XML expat error

Discussion in 'Python' started by dirkheld, Feb 27, 2008.

  1. dirkheld

    dirkheld Guest

    Hi,

    I have written a piece of code that reads all xml files in a directory
    in onder to retrieve one element in each of these files. All files
    have the same XML structure.
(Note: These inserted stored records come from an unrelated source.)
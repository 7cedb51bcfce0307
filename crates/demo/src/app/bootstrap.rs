use toroid::{LoopConfig, Scene};
use tracing::info;
use tracing_subscriber::EnvFilter;

use super::config::{resolve_demo_config, resolve_render_fps, DemoConfig};
use super::desktop::DesktopScene;

pub(crate) struct AppWiring {
    pub(crate) config: LoopConfig,
    pub(crate) scene: Box<dyn Scene>,
}

pub(crate) fn build_app() -> AppWiring {
    init_tracing();
    info!("=== toroid desktop startup ===");

    let demo_config = resolve_demo_config();
    let config = loop_config_from(&demo_config);
    AppWiring {
        config,
        scene: Box::new(DesktopScene::new(demo_config)),
    }
}

fn loop_config_from(demo_config: &DemoConfig) -> LoopConfig {
    LoopConfig {
        window_title: demo_config.window_title.clone(),
        window_width: demo_config.window_width,
        window_height: demo_config.window_height,
        max_render_fps: resolve_render_fps(demo_config.max_render_fps),
        hit_overlay_visible: demo_config.show_hit_overlay,
        ..LoopConfig::default()
    }
}

fn init_tracing() {
    let filter = EnvFilter::try_from_default_env().unwrap_or_else(|_| EnvFilter::new("info"));
    tracing_subscriber::fmt()
        .with_env_filter(filter)
        .with_target(false)
        .with_thread_names(true)
        .compact()
        .init();
}

#[cfg(test)]
mod tests {
    use super::*;

    #[test]
    fn loop_config_carries_window_and_overlay_settings() {
        let demo_config = DemoConfig {
            window_title: "t".to_string(),
            window_width: 320,
            window_height: 240,
            show_hit_overlay: true,
            ..DemoConfig::default()
        };
        let config = loop_config_from(&demo_config);
        assert_eq!(config.window_title, "t");
        assert_eq!((config.window_width, config.window_height), (320, 240));
        assert!(config.hit_overlay_visible);
    }
}
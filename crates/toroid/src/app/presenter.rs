use std::sync::Arc;

use pixels::{Error, Pixels, SurfaceTexture};
use winit::window::Window;

use crate::color::Color;
use crate::geometry::{BoundingBox, Vec2};
use crate::interaction::InteractionManager;
use crate::raster::{self, ScreenRectPx};
use crate::sprite::SpriteImage;

/// Mutable view over one RGBA8 frame.
pub struct Frame<'a> {
    rgba: &'a mut [u8],
    width: u32,
    height: u32,
}

impl<'a> Frame<'a> {
    pub fn new(rgba: &'a mut [u8], width: u32, height: u32) -> Self {
        Self {
            rgba,
            width,
            height,
        }
    }

    pub fn width(&self) -> u32 {
        self.width
    }

    pub fn height(&self) -> u32 {
        self.height
    }

    pub fn clear(&mut self, color: Color) {
        raster::clear(self.rgba, color.to_rgba());
    }

    pub fn fill_box(&mut self, bbox: &BoundingBox, color: Color) {
        raster::fill_rect(
            self.rgba,
            self.width,
            self.height,
            ScreenRectPx::covering(bbox),
            color.to_rgba(),
        );
    }

    pub fn stroke_box(&mut self, bbox: &BoundingBox, color: Color) {
        raster::stroke_rect(
            self.rgba,
            self.width,
            self.height,
            ScreenRectPx::covering(bbox),
            color.to_rgba(),
        );
    }

    pub fn draw_sprite(&mut self, sprite: &SpriteImage, top_left: Vec2) {
        raster::blit_masked(
            self.rgba,
            self.width,
            self.height,
            top_left.x.round() as i32,
            top_left.y.round() as i32,
            sprite.pixels(),
        );
    }

    pub fn pixel(&self, x: u32, y: u32) -> Option<Color> {
        raster::read_pixel(self.rgba, self.width, self.height, x, y)
    }

    pub fn as_rgba_mut(&mut self) -> &mut [u8] {
        self.rgba
    }
}

/// Owns the window's pixel buffer plus a scratch buffer for the hit overlay.
pub(crate) struct Presenter {
    window: Arc<Window>,
    pixels: Pixels<'static>,
    width: u32,
    height: u32,
    overlay_scratch: Vec<u8>,
}

impl Presenter {
    pub(crate) fn new(window: Arc<Window>) -> Result<Self, Error> {
        let size = window.inner_size();
        let pixels = Self::build_pixels(Arc::clone(&window), size.width, size.height)?;
        Ok(Self {
            window,
            pixels,
            width: size.width,
            height: size.height,
            overlay_scratch: Vec::new(),
        })
    }

    pub(crate) fn resize(&mut self, width: u32, height: u32) -> Result<(), Error> {
        if width == 0 || height == 0 {
            return Ok(());
        }
        self.pixels = Self::build_pixels(Arc::clone(&self.window), width, height)?;
        self.width = width;
        self.height = height;
        Ok(())
    }

    fn build_pixels(
        window: Arc<Window>,
        width: u32,
        height: u32,
    ) -> Result<Pixels<'static>, Error> {
        let surface = SurfaceTexture::new(width, height, window);
        Pixels::new(width, height, surface)
    }

    pub(crate) fn frame(&mut self) -> Frame<'_> {
        Frame::new(self.pixels.frame_mut(), self.width, self.height)
    }

    /// Paints the identity-color index into scratch and blends it over the frame.
    pub(crate) fn draw_hit_overlay(&mut self, interaction: &mut InteractionManager, alpha: u8) {
        let len = self.width as usize * self.height as usize * 4;
        self.overlay_scratch.clear();
        self.overlay_scratch.resize(len, 0);
        interaction.render_into(&mut self.overlay_scratch, self.width, self.height);
        blend_overlay(
            self.pixels.frame_mut(),
            &self.overlay_scratch,
            self.width as usize,
            alpha,
        );
    }

    pub(crate) fn present(&self) -> Result<(), Error> {
        self.pixels.render()
    }
}

fn blend_overlay(frame: &mut [u8], overlay: &[u8], width: usize, alpha: u8) {
    if width == 0 {
        return;
    }
    for (index, source) in overlay.chunks_exact(4).enumerate() {
        if source[3] == 0 {
            continue;
        }
        let x = (index % width) as i32;
        let y = (index / width) as i32;
        raster::blend_pixel(frame, width, x, y, [source[0], source[1], source[2], 255], alpha);
    }
}

#[cfg(test)]
mod tests {
    use super::*;

    #[test]
    fn frame_fill_box_covers_partial_pixels() {
        let mut buffer = vec![0; 4 * 4 * 4];
        let mut frame = Frame::new(&mut buffer, 4, 4);
        frame.fill_box(
            &BoundingBox::from_rect(0.5, 0.5, 1.0, 1.0),
            Color::rgba(9, 8, 7, 255),
        );
        assert_eq!(frame.pixel(0, 0), Some(Color::rgba(9, 8, 7, 255)));
        assert_eq!(frame.pixel(1, 1), Some(Color::rgba(9, 8, 7, 255)));
        assert_eq!(frame.pixel(2, 2), Some(Color::rgba(0, 0, 0, 0)));
    }

    #[test]
    fn frame_draw_sprite_keeps_transparent_pixels() {
        let sprite = SpriteImage::from_rgba("dot", 2, 1, vec![1, 2, 3, 255, 9, 9, 9, 0])
            .expect("sprite");
        let mut buffer = vec![0; 3 * 3 * 4];
        let mut frame = Frame::new(&mut buffer, 3, 3);
        frame.draw_sprite(&sprite, Vec2::new(1.0, 2.0));
        assert_eq!(frame.pixel(1, 2), Some(Color::rgba(1, 2, 3, 255)));
        assert_eq!(frame.pixel(2, 2), Some(Color::rgba(0, 0, 0, 0)));
    }

    #[test]
    fn overlay_blend_skips_unpainted_pixels() {
        let mut frame = vec![10, 10, 10, 255, 10, 10, 10, 255];
        let overlay = vec![250, 0, 0, 255, 0, 0, 0, 0];
        blend_overlay(&mut frame, &overlay, 2, 255);
        assert_eq!(&frame[0..4], &[250, 0, 0, 255]);
        assert_eq!(&frame[4..8], &[10, 10, 10, 255]);
    }
}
After file 123 I receive the following
    error :

    xml.parsers.expat.ExpatError: not well-formed (invalid token): line
    554, column 20

    I guess that the element I try to read or the XML(which would be
    strange since they have been created with the same code) can't ben
    retrieved.

    Is there a way to :
    1. fix this problems so that I can retrieve it
    2. is there a way that after such an error the invalid file is being
    skipped and the program continues with reading the subsequent files;
    Some sort of error handling?

    Here is the code I use :

    from xml.dom import minidom
    import os
    path = "/Documents/programming/data/xml/"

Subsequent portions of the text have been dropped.